The streaming host was Sunshine, and NVENC encoding refused to work, throwing cudaErrorNoKernelImageForDevice from the color-convert kernel. That error is specific and accurate: the binary has no compiled code image for the GPU's compute capability. CUDA 13 dropped Pascal support, which is sm_60, so a stock build had no sm_60 image to run. Fix was to build Sunshine from source against CUDA 12.9, the last toolkit that still emits Pascal code.

sunshine-build.sh
# CUDA 13 dropped Pascal (sm_60). Build against 12.9, which still emits it.
cmake -DCMAKE_CUDA_ARCHITECTURES=60 -DCUDA_TOOLKIT_ROOT_DIR=/opt/cuda-12.9 ..
make -j"$(nproc)"

Then I pinned it with IgnorePkg in pacman.conf. The failure mode of a routine update silently pulling CUDA 13 back in is NVENC breaking again weeks later with the same cryptic error and no obvious connection to anything changed.

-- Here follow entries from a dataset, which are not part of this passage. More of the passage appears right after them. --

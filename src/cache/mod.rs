pub mod lookup_table;

pub use lookup_table::LookupTableCache;

use crate::config::Config;

pub fn init_cache(config: &Config) -> LookupTableCache {
    LookupTableCache::new(config.cache_max_capacity, config.cache_ttl)
}
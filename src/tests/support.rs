//! tests/support.rs - In-memory database, simulated chain and fixtures shared by the tests

use crate::blockchain::client::{ChainRpc, ClientError};
use crate::blockchain::models::{FetchedTransaction, TokenBalance, TransactionMeta};
use crate::config::DEFAULT_SWAP_PROGRAM_ID;
use crate::db::{account, migration};
use crate::models::{Account, SignatureStatus};
use crate::tokens::{TokenDirectory, TokenInfo};
use async_trait::async_trait;
use solana_sdk::hash::Hash;
use solana_sdk::message::compiled_instruction::CompiledInstruction;
use solana_sdk::message::v0::{self, MessageAddressTableLookup};
use solana_sdk::message::{MessageHeader, VersionedMessage};
use solana_sdk::pubkey::Pubkey;
use sqlx::sqlite::SqlitePoolOptions;
use sqlx::SqlitePool;
use std::collections::{HashMap, HashSet};
use std::str::FromStr;
use std::sync::atomic::{AtomicUsize, Ordering};
use std::sync::{Arc, Mutex};

pub const SOL_MINT: &str = "So11111111111111111111111111111111111111112";
pub const USDC_MINT: &str = "EPjFWdd5AufqSSqeM2qN1xzybapC8G4wEGGkZwyTDt1v";
pub const ETH_MINT: &str = "7vfCXTUXx5WJV5JADk17DUJ4ksgau7utNKj4b963voxs";
pub const BONK_MINT: &str = "DezXAZ8z7PnrnRJjz3wXBoRgixCa6xjnB7YaB1pPB263";
pub const UNKNOWN_MINT: &str = "4k3Dyjzvzp8eMZWUXbBCjEvwSkkk59S5iCNLY3QrkX6R";

/// Single-connection in-memory database with the schema applied.
pub async fn setup_pool() -> SqlitePool {
    let pool = SqlitePoolOptions::new()
        .max_connections(1)
        .idle_timeout(None)
        .max_lifetime(None)
        .connect("sqlite::memory:")
        .await
        .expect("Failed to open in-memory database");

    migration::run_migrations(&pool).await.expect("Failed to run migrations");
    pool
}

pub async fn setup_wallet(pool: &SqlitePool, wallet: &Pubkey) -> Account {
    let address = wallet.to_string();
    account::add_account(pool, &address, Some("test-wallet")).await.unwrap();
    account::resolve_wallet(pool, &address).await.unwrap()
}

pub fn swap_program() -> Pubkey {
    Pubkey::from_str(DEFAULT_SWAP_PROGRAM_ID).unwrap()
}

pub fn token_directory() -> Arc<TokenDirectory> {
    let token = |mint: &str, symbol: &str, decimals: u8| TokenInfo {
        mint: mint.to_string(),
        symbol: symbol.to_string(),
        decimals,
    };

    Arc::new(TokenDirectory::new(
        vec![
            token(SOL_MINT, "SOL", 9),
            token(USDC_MINT, "USDC", 6),
            token(ETH_MINT, "ETH", 8),
            token(BONK_MINT, "BONK", 5),
        ],
        swap_program(),
    ))
}

pub fn status(signature: &str, slot: u64) -> SignatureStatus {
    SignatureStatus {
        signature: signature.to_string(),
        slot,
        error: None,
        memo: None,
        block_time: Some(1_700_000_000 + slot as i64),
    }
}

pub fn balance(account_index: u8, mint: &str, owner: &Pubkey, amount: u64) -> TokenBalance {
    TokenBalance {
        account_index,
        mint: mint.to_string(),
        owner: Some(owner.to_string()),
        amount,
    }
}

pub fn instruction(program_id_index: u8, data: Vec<u8>) -> CompiledInstruction {
    CompiledInstruction {
        program_id_index,
        accounts: vec![0],
        data,
    }
}

/// Version 0 message signed by `payer` whose static keys follow the payer.
pub fn message(
    payer: &Pubkey,
    static_keys: &[Pubkey],
    instructions: Vec<CompiledInstruction>,
    lookups: Vec<MessageAddressTableLookup>,
) -> VersionedMessage {
    let mut account_keys = vec![*payer];
    account_keys.extend_from_slice(static_keys);

    VersionedMessage::V0(v0::Message {
        header: MessageHeader {
            num_required_signatures: 1,
            num_readonly_signed_accounts: 0,
            num_readonly_unsigned_accounts: static_keys.len() as u8,
        },
        account_keys,
        recent_blockhash: Hash::default(),
        instructions,
        address_table_lookups: lookups,
    })
}

/// A transaction that calls the swap program directly and moves the given balances.
pub fn swap_transaction(
    signature: &str,
    wallet: &Pubkey,
    pre: Vec<TokenBalance>,
    post: Vec<TokenBalance>,
) -> FetchedTransaction {
    FetchedTransaction {
        signature: signature.to_string(),
        slot: 1,
        block_time: None,
        message: message(wallet, &[swap_program()], vec![instruction(1, vec![0xe5])], vec![]),
        meta: Some(TransactionMeta {
            pre_token_balances: Some(pre),
            post_token_balances: Some(post),
            loaded_addresses: None,
        }),
    }
}

pub fn transfer_transaction(signature: &str, wallet: &Pubkey) -> FetchedTransaction {
    let program = Pubkey::new_unique();
    FetchedTransaction {
        signature: signature.to_string(),
        slot: 1,
        block_time: None,
        message: message(wallet, &[program], vec![instruction(1, vec![2, 0, 0, 0])], vec![]),
        meta: Some(TransactionMeta::default()),
    }
}

/// Account data of an active lookup table holding `addresses`.
pub fn lookup_table_data(addresses: &[Pubkey]) -> Vec<u8> {
    let mut data = Vec::with_capacity(56 + addresses.len() * 32);
    data.extend_from_slice(&1u32.to_le_bytes()); // initialized table
    data.extend_from_slice(&u64::MAX.to_le_bytes()); // not deactivated
    data.extend_from_slice(&0u64.to_le_bytes()); // last extended slot
    data.push(0); // last extended slot start index
    data.push(0); // no authority
    data.resize(56, 0);
    for address in addresses {
        data.extend_from_slice(address.as_ref());
    }
    data
}

/// Simulated chain serving one wallet's history in fixed-size pages.
pub struct MockRpc {
    /// Newest first, like the RPC listing.
    history: Mutex<Vec<SignatureStatus>>,
    page_size: usize,
    transactions: Mutex<HashMap<String, FetchedTransaction>>,
    failing: Mutex<HashSet<String>>,
    /// 1-based signature listing calls that fail.
    failing_signature_calls: Mutex<HashSet<usize>>,
    accounts: Mutex<HashMap<Pubkey, Vec<u8>>>,
    pub signature_calls: AtomicUsize,
    pub transaction_calls: AtomicUsize,
    pub account_calls: AtomicUsize,
}

impl MockRpc {
    pub fn new(page_size: usize) -> Self {
        Self {
            history: Mutex::new(Vec::new()),
            page_size,
            transactions: Mutex::new(HashMap::new()),
            failing: Mutex::new(HashSet::new()),
            failing_signature_calls: Mutex::new(HashSet::new()),
            accounts: Mutex::new(HashMap::new()),
            signature_calls: AtomicUsize::new(0),
            transaction_calls: AtomicUsize::new(0),
            account_calls: AtomicUsize::new(0),
        }
    }

    /// Appends signatures at the chain head, oldest first.
    pub fn push_signatures(&self, statuses: Vec<SignatureStatus>) {
        let mut history = self.history.lock().unwrap();
        for status in statuses {
            history.insert(0, status);
        }
    }

    pub fn add_transaction(&self, tx: FetchedTransaction) {
        self.transactions.lock().unwrap().insert(tx.signature.clone(), tx);
    }

    pub fn fail_transaction(&self, signature: &str) {
        self.failing.lock().unwrap().insert(signature.to_string());
    }

    pub fn recover_transaction(&self, signature: &str) {
        self.failing.lock().unwrap().remove(signature);
    }

    pub fn fail_signature_call(&self, call: usize) {
        self.failing_signature_calls.lock().unwrap().insert(call);
    }

    pub fn add_account(&self, address: Pubkey, data: Vec<u8>) {
        self.accounts.lock().unwrap().insert(address, data);
    }
}

#[async_trait]
impl ChainRpc for MockRpc {
    async fn get_signatures_for_address(
        &self,
        _address: &str,
        before: Option<&str>,
        until: Option<&str>,
    ) -> Result<Vec<SignatureStatus>, ClientError> {
        let call = self.signature_calls.fetch_add(1, Ordering::SeqCst) + 1;
        if self.failing_signature_calls.lock().unwrap().contains(&call) {
            return Err(ClientError::PubkeyError(format!("listing call {} failed", call)));
        }

        let history = self.history.lock().unwrap();

        let start = match before {
            Some(before) => history
                .iter()
                .position(|s| s.signature == before)
                .map_or(history.len(), |i| i + 1),
            None => 0,
        };

        let page = history[start..]
            .iter()
            .take_while(|s| Some(s.signature.as_str()) != until)
            .take(self.page_size)
            .cloned()
            .collect();

        Ok(page)
    }

    async fn get_transaction(&self, signature: &str) -> Result<Option<FetchedTransaction>, ClientError> {
        self.transaction_calls.fetch_add(1, Ordering::SeqCst);

        if self.failing.lock().unwrap().contains(signature) {
            return Err(ClientError::SignatureError(signature.to_string()));
        }

        Ok(self.transactions.lock().unwrap().get(signature).cloned())
    }

    async fn get_account_data(&self, address: &Pubkey) -> Result<Option<Vec<u8>>, ClientError> {
        self.account_calls.fetch_add(1, Ordering::SeqCst);
        Ok(self.accounts.lock().unwrap().get(address).cloned())
    }
}
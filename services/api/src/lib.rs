mod cli;
mod infra;
mod routes;
mod server;

use astromatch::error::AppError;

pub async fn run() -> Result<(), AppError> {
    cli::run().await
}
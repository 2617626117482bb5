use std::sync::Arc;

use axum::http::StatusCode;
use serde_json::{json, Value};
use tower::ServiceExt;

use super::common::engine;
use crate::engine::match_router;

async fn read_json_body(response: axum::response::Response) -> Value {
    let body = axum::body::to_bytes(response.into_body(), 64 * 1024)
        .await
        .expect("read body");
    serde_json::from_slice(&body).expect("json payload")
}

fn post_match(payload: &Value) -> axum::http::Request<axum::body::Body> {
    axum::http::Request::post("/api/v1/match")
        .header(axum::http::header::CONTENT_TYPE, "application/json")
        .body(axum::body::Body::from(
            serde_json::to_vec(payload).expect("serialize payload"),
        ))
        .expect("build request")
}

#[tokio::test]
async fn match_route_scores_a_pairing() {
    let router = match_router(Arc::new(engine()));

    let payload = json!({
        "a": { "solar": "aquarius", "animal": "monkey" },
        "b": { "solar": "gemini", "animal": "rat" }
    });
    let response = router.oneshot(post_match(&payload)).await.expect("route executes");

    assert_eq!(response.status(), StatusCode::OK);
    let body = read_json_body(response).await;
    assert_eq!(body.get("score").and_then(Value::as_u64), Some(94));
    assert_eq!(
        body.get("label").and_then(Value::as_str),
        Some("soulmate")
    );
    assert!(body
        .get("breakdown")
        .and_then(|breakdown| breakdown.get("adjustments"))
        .and_then(Value::as_array)
        .is_some_and(|adjustments| !adjustments.is_empty()));
}

#[tokio::test]
async fn match_route_accepts_an_explicit_context() {
    let router = match_router(Arc::new(engine()));

    let payload = json!({
        "a": { "solar": "aries", "animal": "rat" },
        "b": { "solar": "libra", "animal": "horse" },
        "context": "platonic"
    });
    let response = router.oneshot(post_match(&payload)).await.expect("route executes");

    assert_eq!(response.status(), StatusCode::OK);
    let body = read_json_body(response).await;
    assert_eq!(body.get("score").and_then(Value::as_u64), Some(80));
}

#[tokio::test]
async fn match_route_rejects_unknown_signs() {
    let router = match_router(Arc::new(engine()));

    let payload = json!({
        "a": { "solar": "ophiuchus", "animal": "monkey" },
        "b": { "solar": "gemini", "animal": "rat" }
    });
    let response = router.oneshot(post_match(&payload)).await.expect("route executes");

    assert_eq!(response.status(), StatusCode::UNPROCESSABLE_ENTITY);
}
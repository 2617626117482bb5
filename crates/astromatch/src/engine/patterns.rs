use super::eastern::EasternCategory;
use super::taxonomy::{element_relation, AnimalSign, ElementRelation, SolarAspect, SolarSign};
use serde::{Deserialize, Serialize};

/// Dominant structural pattern on the eastern side.
#[derive(Debug, Clone, Copy, PartialEq, Eq, Serialize, Deserialize)]
#[serde(rename_all = "snake_case")]
pub enum BasePattern {
    SameSign,
    TripleHarmony,
    SecretFriend,
    NoPattern,
}

/// Everything the classifier needs to know about a pairing's structure.
/// Overlays are independent of the base pattern and of each other; a pair
/// can carry several at once.
#[derive(Debug, Clone, Copy, PartialEq, Eq, Serialize, Deserialize)]
pub struct PatternFlags {
    pub base: BasePattern,
    pub conflict: bool,
    pub harm: bool,
    pub punishment: bool,
    #[serde(rename = "break")]
    pub breakage: bool,
    pub element_relation: ElementRelation,
    pub solar_aspect: SolarAspect,
    pub same_solar: bool,
    pub same_animal: bool,
    pub chinese_opposite: bool,
    pub western_opposite: bool,
}

fn ordered(a: AnimalSign, b: AnimalSign) -> (AnimalSign, AnimalSign) {
    if a.index() <= b.index() {
        (a, b)
    } else {
        (b, a)
    }
}

/// Six-harm pairs: quiet erosion rather than open conflict.
fn is_harm(a: AnimalSign, b: AnimalSign) -> bool {
    use AnimalSign::*;
    matches!(
        ordered(a, b),
        (Rat, Goat) | (Ox, Horse) | (Tiger, Snake) | (Rabbit, Dragon) | (Monkey, Pig) | (Rooster, Dog)
    )
}

/// Punishment pairs: friction that compounds under pressure.
fn is_punishment(a: AnimalSign, b: AnimalSign) -> bool {
    use AnimalSign::*;
    matches!(
        ordered(a, b),
        (Rat, Rabbit) | (Ox, Goat) | (Tiger, Snake) | (Tiger, Monkey) | (Snake, Monkey)
    )
}

/// Break pairs: bonds that fray at the commitments.
fn is_breakage(a: AnimalSign, b: AnimalSign) -> bool {
    use AnimalSign::*;
    matches!(
        ordered(a, b),
        (Rat, Rooster) | (Ox, Dragon) | (Tiger, Pig) | (Rabbit, Horse) | (Snake, Dog)
    )
}

impl PatternFlags {
    pub fn classify(
        a_solar: SolarSign,
        a_animal: AnimalSign,
        b_solar: SolarSign,
        b_animal: AnimalSign,
        category: EasternCategory,
    ) -> Self {
        let base = match category {
            EasternCategory::SameAnimal => BasePattern::SameSign,
            EasternCategory::SameTrine => BasePattern::TripleHarmony,
            EasternCategory::SecretFriend => BasePattern::SecretFriend,
            _ => BasePattern::NoPattern,
        };
        let chinese_opposite = a_animal.clash_counterpart() == b_animal;

        Self {
            base,
            conflict: chinese_opposite,
            harm: is_harm(a_animal, b_animal),
            punishment: is_punishment(a_animal, b_animal),
            breakage: is_breakage(a_animal, b_animal),
            element_relation: element_relation(a_solar.element(), b_solar.element()),
            solar_aspect: a_solar.aspect_to(b_solar),
            same_solar: a_solar == b_solar,
            same_animal: a_animal == b_animal,
            chinese_opposite,
            western_opposite: a_solar.opposite() == b_solar,
        }
    }

    /// Any of the corrosive overlays, conflict excluded.
    pub fn damage(&self) -> bool {
        self.harm || self.punishment || self.breakage
    }

    /// Conflict or damage: the patterns that disqualify easy labels.
    pub fn heavy_conflict(&self) -> bool {
        self.conflict || self.damage()
    }
}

Two more things came off after that. The earlier host resets had corrupted a Proton prefix, and the resulting breakage looked like a game launch-options problem. That's exactly what you get when an unrelated crash damages state and the damage surfaces somewhere completely different. Wiping and rebuilding the prefix cleared it. And the Fallout 4 next-gen launcher refused to start because it called a Windows API, RtlGetDeviceFamilyInfoEnum, that only Proton Experimental had implemented at the time. Fix was to point that title at the right Proton runtime.

What it adds up to

When a guest can reboot its host, the bug is below the software you keep poking. No amount of editing launch options or toggling PCIe error-handling flags will reach it. What worked was sequence: capture evidence before the machine can destroy it, refuse to call a suppressed symptom a fix, follow the timing of the fault down to the layer that actually owns it.

Finding the real root cause didn't just stop one crash. It explained the corrupted Proton prefix too, and turned a machine my friend had half written off back into one he trusts.

The clock lock is one nvidia-smi one-liner. Getting to the point where that one-liner was the obvious right move took everything else.